**What the task asks**
From the entries below, extract every line that includes the word "Uuid".
##### Data #####
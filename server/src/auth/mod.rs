mod crypto;
mod db;
mod extractor;

pub use crypto::{hash_password, verify_password};
pub use db::{create_session, delete_session, get_user_from_token};
pub use extractor::{parse_authorization, AuthError, AuthUser, MaybeUser};
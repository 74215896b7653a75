//! Per-user recipe lists: favorites and the shopping cart share one add/remove flow.

use super::get::find_recipe;
use crate::api::projections::RecipeShortResponse;
use crate::api::ApiError;
use crate::models::{NewFavorite, NewShoppingCartItem, Recipe};
use crate::schema::{favorites, shopping_cart_items};
use diesel::prelude::*;
use uuid::Uuid;

#[derive(Debug, Clone, Copy, PartialEq, Eq)]
pub enum RecipeList {
    Favorites,
    ShoppingCart,
}

impl RecipeList {
    fn label(self) -> &'static str {
        match self {
            RecipeList::Favorites => "favorites",
            RecipeList::ShoppingCart => "the shopping cart",
        }
    }

    fn already_listed_message(self) -> String {
        format!("Recipe is already in {}", self.label())
    }

    fn not_listed_message(self) -> String {
        format!("Recipe is not in {}", self.label())
    }

    fn contains(self, conn: &mut PgConnection, user_id: Uuid, recipe_id: Uuid) -> QueryResult<bool> {
        match self {
            RecipeList::Favorites => diesel::select(diesel::dsl::exists(
                favorites::table
                    .filter(favorites::user_id.eq(user_id))
                    .filter(favorites::recipe_id.eq(recipe_id)),
            ))
            .get_result(conn),
            RecipeList::ShoppingCart => diesel::select(diesel::dsl::exists(
                shopping_cart_items::table
                    .filter(shopping_cart_items::user_id.eq(user_id))
                    .filter(shopping_cart_items::recipe_id.eq(recipe_id)),
            ))
            .get_result(conn),
        }
    }

    // A concurrent duplicate trips the table's (user_id, recipe_id) unique key
    // and surfaces as the same 400
    fn insert(self, conn: &mut PgConnection, user_id: Uuid, recipe_id: Uuid) -> QueryResult<usize> {
        match self {
            RecipeList::Favorites => diesel::insert_into(favorites::table)
                .values(NewFavorite { user_id, recipe_id })
                .execute(conn),
            RecipeList::ShoppingCart => diesel::insert_into(shopping_cart_items::table)
                .values(NewShoppingCartItem { user_id, recipe_id })
                .execute(conn),
        }
    }

    fn delete(self, conn: &mut PgConnection, user_id: Uuid, recipe_id: Uuid) -> QueryResult<usize> {
        match self {
            RecipeList::Favorites => diesel::delete(
                favorites::table
                    .filter(favorites::user_id.eq(user_id))
                    .filter(favorites::recipe_id.eq(recipe_id)),
            )
            .execute(conn),
            RecipeList::ShoppingCart => diesel::delete(
                shopping_cart_items::table
                    .filter(shopping_cart_items::user_id.eq(user_id))
                    .filter(shopping_cart_items::recipe_id.eq(recipe_id)),
            )
            .execute(conn),
        }
    }

    /// Add a recipe to the user's list. 404 for an unknown recipe, 400 if it
    /// is already listed.
    pub fn add(
        self,
        conn: &mut PgConnection,
        user_id: Uuid,
        recipe_id: Uuid,
    ) -> Result<RecipeShortResponse, ApiError> {
        let recipe: Recipe = find_recipe(conn, recipe_id)?;

        if self.contains(conn, user_id, recipe.id)? {
            return Err(ApiError::validation("recipe", self.already_listed_message()));
        }
        self.insert(conn, user_id, recipe.id)?;

        tracing::debug!(%user_id, recipe_id = %recipe.id, list = self.label(), "recipe listed");

        Ok(RecipeShortResponse::from(recipe))
    }

    /// Remove a recipe from the user's list. 404 for an unknown recipe or one
    /// that was not listed.
    pub fn remove(self, conn: &mut PgConnection, user_id: Uuid, recipe_id: Uuid) -> Result<(), ApiError> {
        let recipe = find_recipe(conn, recipe_id)?;

        if self.delete(conn, user_id, recipe.id)? == 0 {
            return Err(ApiError::not_found(self.not_listed_message()));
        }

        Ok(())
    }
}

#[cfg(test)]
mod tests {
    use super::*;

    #[test]
    fn test_messages_name_the_list() {
        assert_eq!(
            RecipeList::Favorites.already_listed_message(),
            "Recipe is already in favorites"
        );
        assert_eq!(
            RecipeList::ShoppingCart.not_listed_message(),
            "Recipe is not in the shopping cart"
        );
    }
}
//! Inline image handling.
//!
//! Recipe images arrive as `data:image/<type>;base64,<payload>` strings. The
//! payload is decoded, size-checked and sniffed from its magic bytes; the
//! declared type in the URI is not trusted.

use std::io::Cursor;

use base64::Engine;
use image::{ImageFormat, ImageReader};

use crate::error::ImageError;

/// Allowed image formats for recipe images.
pub const ALLOWED_FORMATS: &[ImageFormat] = &[
    ImageFormat::Jpeg,
    ImageFormat::Png,
    ImageFormat::Gif,
    ImageFormat::WebP,
];

/// Maximum decoded image size (10MB).
pub const MAX_FILE_SIZE: usize = 10 * 1024 * 1024;

/// A decoded and validated image ready to be stored.
#[derive(Debug, Clone, PartialEq, Eq)]
pub struct DecodedImage {
    pub data: Vec<u8>,
    /// Detected content type (e.g., "image/png").
    pub content_type: String,
}

/// Validate image data: check format is allowed and detect content type.
pub fn validate_image(data: &[u8]) -> Result<String, ImageError> {
    let reader = ImageReader::new(Cursor::new(data))
        .with_guessed_format()
        .map_err(|e| ImageError::Unreadable(e.to_string()))?;

    let format = reader
        .format()
        .ok_or_else(|| ImageError::Unreadable("could not detect image format".to_string()))?;

    if !ALLOWED_FORMATS.contains(&format) {
        return Err(ImageError::UnsupportedFormat(format!("{:?}", format)));
    }

    Ok(format.to_mime_type().to_string())
}

/// Decode a base64 data URI into validated image bytes.
pub fn decode_data_uri(uri: &str) -> Result<DecodedImage, ImageError> {
    let rest = uri.trim().strip_prefix("data:image/").ok_or(ImageError::NotDataUri)?;
    let (_declared, payload) = rest.split_once(";base64,").ok_or(ImageError::NotDataUri)?;

    // base64 expands 3 bytes into 4 chars; reject before decoding
    let approx_size = payload.len() / 4 * 3;
    if approx_size > MAX_FILE_SIZE + 3 {
        return Err(ImageError::TooLarge {
            size: approx_size,
            max: MAX_FILE_SIZE,
        });
    }

    let data = base64::engine::general_purpose::STANDARD
        .decode(payload.trim())
        .map_err(|e| ImageError::InvalidBase64(e.to_string()))?;

    if data.len() > MAX_FILE_SIZE {
        return Err(ImageError::TooLarge {
            size: data.len(),
            max: MAX_FILE_SIZE,
        });
    }

    let content_type = validate_image(&data)?;

    Ok(DecodedImage { data, content_type })
}

#[cfg(test)]
mod tests {
    use super::*;

    // 1x1 transparent PNG
    const PNG_1X1: &str = "iVBORw0KGgoAAAANSUhEUgAAAAEAAAABCAYAAAAfFcSJAAAADUlEQVR42mNkYPhfDwAChwGA60e6kgAAAABJRU5ErkJggg==";

    #[test]
    fn test_decode_png_data_uri() {
        let uri = format!("data:image/png;base64,{}", PNG_1X1);
        let decoded = decode_data_uri(&uri).unwrap();
        assert_eq!(decoded.content_type, "image/png");
        assert!(decoded.data.starts_with(&[0x89, b'P', b'N', b'G']));
    }

    #[test]
    fn test_declared_type_is_not_trusted() {
        let uri = format!("data:image/jpeg;base64,{}", PNG_1X1);
        let decoded = decode_data_uri(&uri).unwrap();
        assert_eq!(decoded.content_type, "image/png");
    }

    #[test]
    fn test_rejects_plain_base64() {
        assert_eq!(decode_data_uri(PNG_1X1), Err(ImageError::NotDataUri));
    }

    #[test]
    fn test_rejects_non_image_uri() {
        let uri = format!("data:text/plain;base64,{}", PNG_1X1);
        assert_eq!(decode_data_uri(&uri), Err(ImageError::NotDataUri));
    }

    #[test]
    fn test_rejects_bad_base64() {
        let err = decode_data_uri("data:image/png;base64,@@@not-base64@@@").unwrap_err();
        assert!(matches!(err, ImageError::InvalidBase64(_)));
    }

    #[test]
    fn test_rejects_non_image_bytes() {
        let payload = base64::engine::general_purpose::STANDARD.encode(b"just some text");
        let uri = format!("data:image/png;base64,{}", payload);
        assert!(decode_data_uri(&uri).is_err());
    }
}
#####
**Exercise response**
use uuid::Uuid;
    fn contains(self, conn: &mut PgConnection, user_id: Uuid, recipe_id: Uuid) -> QueryResult<bool> {
    fn insert(self, conn: &mut PgConnection, user_id: Uuid, recipe_id: Uuid) -> QueryResult<usize> {
    fn delete(self, conn: &mut PgConnection, user_id: Uuid, recipe_id: Uuid) -> QueryResult<usize> {
        user_id: Uuid,
        recipe_id: Uuid,
    pub fn remove(self, conn: &mut PgConnection, user_id: Uuid, recipe_id: Uuid) -> Result<(), ApiError> {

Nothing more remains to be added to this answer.